Aside from an anomalous occurrence of "go figure" in 1910 in an unrelated sense (and in a context where it is by no means a stand-alone expression), the earliest Google Books occurrences of "go figure" in the sense of "what a surprise!" are from 1969 and 1970, and in distinctly Jewish contexts. Although Chaim Potok's novel (from 1969) is slightly earlier than Lillian Feinsilver's article (from 1970), the latter mentions "Go figure it out" as a recurring headline—"a frequent heading for oddities"—in the Jewish Digest, which presumably takes the occurrence of that expression in English, but in a Jewish context, to the 1960s at least. These points (in my view) provide strong circumstantial evidence in favor of the theory that "go figure" has its roots in an earlier Yiddish expression, rather than in some mathematical or logical idiom that originated in English.
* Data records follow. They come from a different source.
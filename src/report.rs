//! Result persistence and the end-of-run summary.
//!
//! The primary artifact is a key-value text file consumed by the
//! downstream data-preparation steps: one line per basin,
//! `basin:up1,up2,...`, basins in ascending id order. A JSON form of the
//! same mapping is available for consumers that prefer it.

use crate::model::SegmentId;
use std::collections::BTreeMap;
use std::fs;
use std::path::Path;

/// Basin id → upstream segment ids, in order of first discovery.
pub type UpstreamMapping = BTreeMap<SegmentId, Vec<SegmentId>>;

/// Render the mapping as the key-value text artifact.
///
/// An empty upstream set serializes as `basin:` so every queried basin is
/// visible in the artifact.
pub fn render_text(mapping: &UpstreamMapping) -> String {
    let mut out = String::new();
    for (basin, upstream) in mapping {
        let joined = upstream
            .iter()
            .map(|id| id.to_string())
            .collect::<Vec<_>>()
            .join(",");
        out.push_str(&format!("{}:{}\n", basin, joined));
    }
    out
}

/// Render the mapping as pretty-printed JSON.
pub fn render_json(mapping: &UpstreamMapping) -> Result<String, serde_json::Error> {
    serde_json::to_string_pretty(mapping)
}

/// Write the artifact via a temporary file and rename.
///
/// A failed run must never leave a truncated artifact where the complete
/// one is expected.
pub fn write_artifact(path: &Path, contents: &str) -> std::io::Result<()> {
    let temp_path = path.with_extension("writing");
    fs::write(&temp_path, contents)?;
    fs::rename(&temp_path, path)?;
    Ok(())
}

// ---------------------------------------------------------------------------
// Run summary
// ---------------------------------------------------------------------------

/// Counters and timings for a completed run.
#[derive(Debug, Clone)]
pub struct RunSummary {
    pub segment_count: usize,
    pub gauged_count: usize,
    pub basin_count: usize,
    pub headwater_count: usize,
    /// The queried basin with the most upstream segments, if any had one.
    pub largest_basin: Option<(SegmentId, usize)>,
    pub parse_secs: f64,
    pub build_secs: f64,
    pub traverse_secs: f64,
    pub output_path: String,
}

pub fn print_summary(summary: &RunSummary) {
    println!("\n═══════════════════════════════════════════════════════════");
    println!("📊 DRAINAGE PREP SUMMARY");
    println!("═══════════════════════════════════════════════════════════");
    println!();
    println!("Segments loaded:    {}  ({} gauged)", summary.segment_count, summary.gauged_count);
    println!(
        "Basins queried:     {}  ({} headwater)",
        summary.basin_count, summary.headwater_count
    );
    if let Some((basin, count)) = summary.largest_basin {
        println!("Largest basin:      {} ({} upstream segments)", basin, count);
    }
    println!("Artifact:           {}", summary.output_path);
    println!();
    println!("Parse Time:         {:.2}s", summary.parse_secs);
    println!("Build Time:         {:.2}s", summary.build_secs);
    println!("Traverse Time:      {:.2}s", summary.traverse_secs);
    println!("═══════════════════════════════════════════════════════════");
}

// ---------------------------------------------------------------------------
// Tests
// ---------------------------------------------------------------------------
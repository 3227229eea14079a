/// Core data types for the drainage preparation pipeline.
///
/// This module defines the shared domain model imported by all other
/// modules. It contains no I/O and no external dependencies, only types
/// and small identifier helpers.

// ---------------------------------------------------------------------------
// Identifiers
// ---------------------------------------------------------------------------

/// National-network stream segment identifier.
///
/// Real segments carry positive identifiers. Negative values are reserved
/// for outlet sentinels (see `outlet_sentinel`).
pub type SegmentId = i64;

/// Default downstream-target code meaning "flows out of the domain".
pub const OUTLET_CODE: SegmentId = 0;

/// Sentinel downstream target for a true basin outlet: the negative of the
/// segment's own id.
///
/// The sentinel must stay recognizable as non-traversable and must never
/// collide with a real segment id; negation of a positive id satisfies
/// both.
pub fn outlet_sentinel(id: SegmentId) -> SegmentId {
    -id
}

/// True if a downstream target can never be followed as a graph edge
/// (the outlet code itself, or any outlet sentinel).
pub fn is_non_traversable(target: SegmentId) -> bool {
    target <= 0
}

// ---------------------------------------------------------------------------
// Segment records
// ---------------------------------------------------------------------------

/// A single row of the river-network segment table.
///
/// Produced by `ingest::segments` from the tabular source. Identifiers are
/// unique after ingest; duplicate rows in the source are last-write-wins.
#[derive(Debug, Clone, PartialEq)]
pub struct SegmentRecord {
    pub id: SegmentId,
    /// Immediate downstream target. `OUTLET_CODE` in the raw table, or an
    /// outlet sentinel after normalization, when the segment drains out of
    /// the modeled domain.
    pub downstream: SegmentId,
    /// Gauge-station tag. `None` for ungauged segments (blank or
    /// whitespace-only in the source column).
    pub gauge_id: Option<String>,
}

// ---------------------------------------------------------------------------
// Error types
// ---------------------------------------------------------------------------

/// Errors that can arise while reading the segment table or basin list.
#[derive(Debug, PartialEq)]
pub enum TableError {
    /// The file could not be read at all.
    Io(String),
    /// A row could not be parsed; carries the 1-based line number.
    ParseError { line: usize, message: String },
    /// The file parsed but contained no usable rows.
    Empty,
}

impl std::fmt::Display for TableError {
    fn fmt(&self, f: &mut std::fmt::Formatter<'_>) -> std::fmt::Result {
        match self {
            TableError::Io(msg) => write!(f, "I/O error: {}", msg),
            TableError::ParseError { line, message } => {
                write!(f, "Parse error at line {}: {}", line, message)
            }
            TableError::Empty => write!(f, "No usable rows in input"),
        }
    }
}

impl std::error::Error for TableError {}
"It figures" offers a sharp contrast to "go figure": It dates at least to 1790 in contexts where it has much the same sense of "it stands to reason" that the stand-alone expression "it figures" has today. Its presence in English for so many more years than "go figure" convinces me that this phrase is essentially unrelated to "go figure" beyond having the word figure[s] as its second component.

Answered by Sven Yargs on May 13, 2021

As others have indicated, it means pretty much the same as "Go figure it out", "Go compute it", or "Do the math". This comes directly from the literal, math meaning of the verb "figure" as "calculate". That's the origin.

Sometimes it is used sarcastically, to indicate that there is really nothing difficult to figure out, that is, that the thing in question is obvious. In this use it means about the same thing as "Duh!", as @alexisclayton indicate.

Answered by Drew on May 13, 2021

Just spitballing here, but could 'it figures' in the sense of to draw a conclusion or "stands to reason" or "figure out" be related to the sense of "figure" in a categorical syllogism. Once you determine the figure and the mood of a syllogism you can understand it's form and can determine if it is a valid form or not.

So in this analyst part of determining whether the form of a syllogism is valid or not you have to "figure it" out.

see: https://www.oed.com/view/Entry/70079?rskey=5bn5Xv&result=1#eid

Etymology: < French figure (= Provencal, Spanish, Italian figura ), < Latin figūra , < *fig- short stem of fingĕre : see feign v. The Latin word was the ordinary rendering of Greek σχῆμα (see scheme n.1) in its many technical uses; several of the senses below are traceable, wholly or in part, to Greek philosophy.